Instructions for the task:
Show the lines of the material that contain the word "SocketAddr".

(Excerpted records Opens)

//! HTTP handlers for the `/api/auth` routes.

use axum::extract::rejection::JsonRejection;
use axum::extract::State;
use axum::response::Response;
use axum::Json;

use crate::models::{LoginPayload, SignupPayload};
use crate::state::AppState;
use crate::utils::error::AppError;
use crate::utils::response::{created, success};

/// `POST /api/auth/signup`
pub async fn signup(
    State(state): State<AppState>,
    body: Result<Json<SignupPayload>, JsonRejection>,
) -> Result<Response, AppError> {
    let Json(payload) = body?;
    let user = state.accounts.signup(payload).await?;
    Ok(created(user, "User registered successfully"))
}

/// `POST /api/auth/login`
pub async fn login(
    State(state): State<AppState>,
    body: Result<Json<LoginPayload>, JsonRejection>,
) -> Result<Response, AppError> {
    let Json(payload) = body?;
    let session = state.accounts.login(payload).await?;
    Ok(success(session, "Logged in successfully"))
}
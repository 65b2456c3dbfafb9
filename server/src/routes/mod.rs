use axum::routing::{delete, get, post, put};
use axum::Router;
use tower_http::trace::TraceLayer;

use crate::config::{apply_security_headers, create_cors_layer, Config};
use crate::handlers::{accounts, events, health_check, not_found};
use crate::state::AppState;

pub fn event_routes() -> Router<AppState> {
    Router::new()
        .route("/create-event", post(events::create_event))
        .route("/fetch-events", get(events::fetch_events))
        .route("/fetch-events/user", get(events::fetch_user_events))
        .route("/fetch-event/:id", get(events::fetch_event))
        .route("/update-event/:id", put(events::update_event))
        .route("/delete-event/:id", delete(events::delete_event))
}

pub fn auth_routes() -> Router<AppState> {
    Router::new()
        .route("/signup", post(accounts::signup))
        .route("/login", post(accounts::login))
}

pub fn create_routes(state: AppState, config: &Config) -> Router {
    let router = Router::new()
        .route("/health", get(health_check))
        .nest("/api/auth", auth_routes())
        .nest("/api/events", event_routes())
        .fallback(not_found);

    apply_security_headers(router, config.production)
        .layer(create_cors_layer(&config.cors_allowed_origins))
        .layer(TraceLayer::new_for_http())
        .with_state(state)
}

(Excerpted records Closes)
(Excerpted records Opens)

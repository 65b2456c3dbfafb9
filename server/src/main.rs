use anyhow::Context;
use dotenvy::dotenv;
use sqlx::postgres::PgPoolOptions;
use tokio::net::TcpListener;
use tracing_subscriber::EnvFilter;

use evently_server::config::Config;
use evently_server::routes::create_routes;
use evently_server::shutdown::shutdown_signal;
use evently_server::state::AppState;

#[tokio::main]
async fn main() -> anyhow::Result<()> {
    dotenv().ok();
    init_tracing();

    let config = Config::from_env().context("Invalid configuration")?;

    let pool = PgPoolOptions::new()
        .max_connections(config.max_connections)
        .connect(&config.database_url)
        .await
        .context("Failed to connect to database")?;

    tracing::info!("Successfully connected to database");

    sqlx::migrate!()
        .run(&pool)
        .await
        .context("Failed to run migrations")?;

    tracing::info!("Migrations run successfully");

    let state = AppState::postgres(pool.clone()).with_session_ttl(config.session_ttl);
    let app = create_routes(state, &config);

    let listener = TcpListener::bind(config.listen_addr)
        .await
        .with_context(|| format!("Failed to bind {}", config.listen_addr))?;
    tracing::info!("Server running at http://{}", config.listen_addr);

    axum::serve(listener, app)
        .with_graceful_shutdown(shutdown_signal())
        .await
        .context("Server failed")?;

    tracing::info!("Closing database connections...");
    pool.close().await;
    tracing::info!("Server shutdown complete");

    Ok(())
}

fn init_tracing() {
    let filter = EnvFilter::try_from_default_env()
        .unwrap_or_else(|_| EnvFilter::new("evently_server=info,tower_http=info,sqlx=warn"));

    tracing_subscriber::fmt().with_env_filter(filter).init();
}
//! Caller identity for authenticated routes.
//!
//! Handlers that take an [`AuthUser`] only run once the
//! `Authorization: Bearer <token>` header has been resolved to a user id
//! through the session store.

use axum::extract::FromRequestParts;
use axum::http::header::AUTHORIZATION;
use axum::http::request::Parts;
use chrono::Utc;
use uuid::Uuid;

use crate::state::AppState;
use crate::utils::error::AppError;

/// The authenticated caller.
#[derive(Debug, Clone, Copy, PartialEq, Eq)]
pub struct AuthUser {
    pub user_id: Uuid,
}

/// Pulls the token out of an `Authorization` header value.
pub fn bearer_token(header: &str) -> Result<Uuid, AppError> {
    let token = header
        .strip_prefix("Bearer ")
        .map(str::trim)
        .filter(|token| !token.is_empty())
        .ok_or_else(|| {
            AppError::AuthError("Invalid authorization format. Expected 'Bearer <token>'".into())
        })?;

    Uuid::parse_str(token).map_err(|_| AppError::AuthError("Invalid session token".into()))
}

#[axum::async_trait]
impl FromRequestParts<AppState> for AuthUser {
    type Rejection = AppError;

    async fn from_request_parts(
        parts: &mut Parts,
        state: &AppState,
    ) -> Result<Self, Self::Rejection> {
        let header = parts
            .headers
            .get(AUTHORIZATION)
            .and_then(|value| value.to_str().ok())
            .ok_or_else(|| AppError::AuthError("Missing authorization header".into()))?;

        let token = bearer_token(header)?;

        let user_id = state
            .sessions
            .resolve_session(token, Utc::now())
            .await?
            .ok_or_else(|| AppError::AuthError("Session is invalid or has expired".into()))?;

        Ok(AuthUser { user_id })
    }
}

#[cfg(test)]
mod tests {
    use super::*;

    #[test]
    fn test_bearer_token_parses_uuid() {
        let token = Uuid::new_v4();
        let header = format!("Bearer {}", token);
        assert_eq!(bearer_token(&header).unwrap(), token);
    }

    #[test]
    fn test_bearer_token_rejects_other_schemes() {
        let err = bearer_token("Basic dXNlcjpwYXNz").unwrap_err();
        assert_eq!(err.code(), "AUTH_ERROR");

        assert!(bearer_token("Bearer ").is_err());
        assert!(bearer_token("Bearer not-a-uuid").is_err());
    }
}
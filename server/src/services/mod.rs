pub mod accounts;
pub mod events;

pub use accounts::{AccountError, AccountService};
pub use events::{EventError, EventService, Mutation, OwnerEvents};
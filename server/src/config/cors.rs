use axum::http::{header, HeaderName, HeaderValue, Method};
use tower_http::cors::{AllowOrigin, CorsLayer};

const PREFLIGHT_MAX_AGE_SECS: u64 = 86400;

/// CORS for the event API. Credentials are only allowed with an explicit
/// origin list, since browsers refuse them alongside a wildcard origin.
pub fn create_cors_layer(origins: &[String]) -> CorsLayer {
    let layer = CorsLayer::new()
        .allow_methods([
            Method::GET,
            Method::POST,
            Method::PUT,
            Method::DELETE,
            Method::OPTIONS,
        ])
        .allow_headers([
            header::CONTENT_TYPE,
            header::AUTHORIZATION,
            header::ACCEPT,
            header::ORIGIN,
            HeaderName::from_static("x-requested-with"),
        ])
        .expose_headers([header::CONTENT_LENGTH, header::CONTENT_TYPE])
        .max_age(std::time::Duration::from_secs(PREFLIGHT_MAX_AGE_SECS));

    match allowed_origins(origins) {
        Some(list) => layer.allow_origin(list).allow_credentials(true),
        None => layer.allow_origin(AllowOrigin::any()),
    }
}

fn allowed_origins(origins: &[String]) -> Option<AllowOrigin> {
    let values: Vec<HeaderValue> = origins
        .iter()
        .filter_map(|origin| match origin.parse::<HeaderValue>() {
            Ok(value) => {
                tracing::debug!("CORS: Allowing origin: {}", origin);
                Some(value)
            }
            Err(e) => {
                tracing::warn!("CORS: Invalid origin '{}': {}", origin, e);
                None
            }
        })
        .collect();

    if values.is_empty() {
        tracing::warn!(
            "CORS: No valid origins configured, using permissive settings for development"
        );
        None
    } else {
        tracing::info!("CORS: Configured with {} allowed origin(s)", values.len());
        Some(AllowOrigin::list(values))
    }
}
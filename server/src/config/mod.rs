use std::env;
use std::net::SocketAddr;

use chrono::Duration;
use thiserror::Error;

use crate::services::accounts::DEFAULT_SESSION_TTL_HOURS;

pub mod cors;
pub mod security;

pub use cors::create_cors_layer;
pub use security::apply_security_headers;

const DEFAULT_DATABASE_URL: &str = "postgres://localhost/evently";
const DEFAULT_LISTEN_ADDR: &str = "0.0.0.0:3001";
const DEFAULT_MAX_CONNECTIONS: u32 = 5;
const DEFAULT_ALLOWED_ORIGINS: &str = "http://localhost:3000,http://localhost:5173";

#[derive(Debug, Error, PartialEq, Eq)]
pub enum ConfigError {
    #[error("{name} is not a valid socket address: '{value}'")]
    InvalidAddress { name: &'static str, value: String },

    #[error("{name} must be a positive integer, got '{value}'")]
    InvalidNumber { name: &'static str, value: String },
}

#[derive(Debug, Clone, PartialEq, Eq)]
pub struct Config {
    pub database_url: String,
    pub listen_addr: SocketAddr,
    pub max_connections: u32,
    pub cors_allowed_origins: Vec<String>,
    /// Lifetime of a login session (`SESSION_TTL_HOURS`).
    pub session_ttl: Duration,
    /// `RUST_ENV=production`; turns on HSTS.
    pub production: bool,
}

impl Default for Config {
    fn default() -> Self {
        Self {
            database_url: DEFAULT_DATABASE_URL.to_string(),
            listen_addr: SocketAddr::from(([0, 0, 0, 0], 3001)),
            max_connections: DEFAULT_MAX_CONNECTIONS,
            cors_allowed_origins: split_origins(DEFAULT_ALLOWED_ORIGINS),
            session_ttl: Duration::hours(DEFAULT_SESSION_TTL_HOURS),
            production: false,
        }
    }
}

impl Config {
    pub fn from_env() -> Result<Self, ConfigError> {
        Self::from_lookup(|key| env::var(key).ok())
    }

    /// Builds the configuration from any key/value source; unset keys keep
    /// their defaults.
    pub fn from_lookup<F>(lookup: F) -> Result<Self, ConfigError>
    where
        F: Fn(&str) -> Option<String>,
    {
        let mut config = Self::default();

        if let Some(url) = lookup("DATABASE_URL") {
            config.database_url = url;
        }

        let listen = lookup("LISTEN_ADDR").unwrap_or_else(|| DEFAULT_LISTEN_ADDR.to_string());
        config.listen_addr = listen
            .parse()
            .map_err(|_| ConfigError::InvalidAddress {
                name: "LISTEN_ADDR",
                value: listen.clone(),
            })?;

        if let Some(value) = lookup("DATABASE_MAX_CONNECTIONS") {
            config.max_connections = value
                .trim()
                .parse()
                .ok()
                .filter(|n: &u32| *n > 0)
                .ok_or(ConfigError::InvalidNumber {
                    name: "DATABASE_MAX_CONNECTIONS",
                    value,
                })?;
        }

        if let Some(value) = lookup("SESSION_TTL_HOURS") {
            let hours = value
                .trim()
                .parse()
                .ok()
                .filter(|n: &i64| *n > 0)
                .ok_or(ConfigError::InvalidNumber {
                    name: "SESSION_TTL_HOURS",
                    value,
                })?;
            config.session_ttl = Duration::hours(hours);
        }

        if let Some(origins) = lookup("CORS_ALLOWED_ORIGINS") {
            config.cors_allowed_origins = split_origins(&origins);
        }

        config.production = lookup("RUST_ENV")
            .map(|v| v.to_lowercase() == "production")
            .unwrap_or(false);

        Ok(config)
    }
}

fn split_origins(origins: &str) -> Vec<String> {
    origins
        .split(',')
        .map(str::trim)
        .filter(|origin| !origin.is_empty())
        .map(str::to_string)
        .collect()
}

(Excerpted records Closes)

Answer to this exercise:
use std::net::SocketAddr;
    pub listen_addr: SocketAddr,
            listen_addr: SocketAddr::from(([0, 0, 0, 0], 3001)),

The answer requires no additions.